You probably know that the rates that different agencies charge their customers vary widely. This is not a random phenomenon. The rates are based on the data they collect about their customers.

To determine a customer’s monthly premium, insurance companies use complex algorithms that take into account the customer’s driving history and financial situation.

In some states, credit reports are weighted more heavily than driver’s licence information.

Adults in Florida who have neither driven under the influence nor have an excellent credit score pay $1,552 more annually for their car insurance than those who have neither.

So risk-taking drivers with low incomes pay more for their car insurance than those with higher incomes, even if they both drive similarly.
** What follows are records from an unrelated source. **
//! Logging configuration.

use serde::{Deserialize, Serialize};

/// Logging and tracing configuration.
#[derive(Debug, Clone, Serialize, Deserialize)]
pub struct LoggingConfig {
    /// Log level: `"trace"`, `"debug"`, `"info"`, `"warn"`, `"error"`.
    #[serde(default = "default_level")]
    pub level: String,
    /// Log format: `"json"` or `"pretty"`.
    #[serde(default = "default_format")]
    pub format: String,
}

impl Default for LoggingConfig {
    fn default() -> Self {
        Self {
            level: default_level(),
            format: default_format(),
        }
    }
}

fn default_level() -> String {
    "info".to_string()
}

fn default_format() -> String {
    "json".to_string()
}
More expensive insurance policies are more likely to lead to delinquencies and a poorer credit score for families with scarce resources. Their insurance premium will increase when their current policy expires, even if they have never violated a traffic law.

Many insurance companies use algorithms to determine if a customer will look elsewhere for a cheaper rate.

Allstate uses a model that takes into account consumer and demographic information to do this. A company can lower a price by up to 90 percent below the market average if an algorithm predicts that a customer will actively seek cheaper alternatives.

In contrast, a customer’s rate can increase by up to 800% if they do not shop around.

Poor people without education are a prime target for Allstate’s algorithm because they are less likely to shop around for cheaper rates.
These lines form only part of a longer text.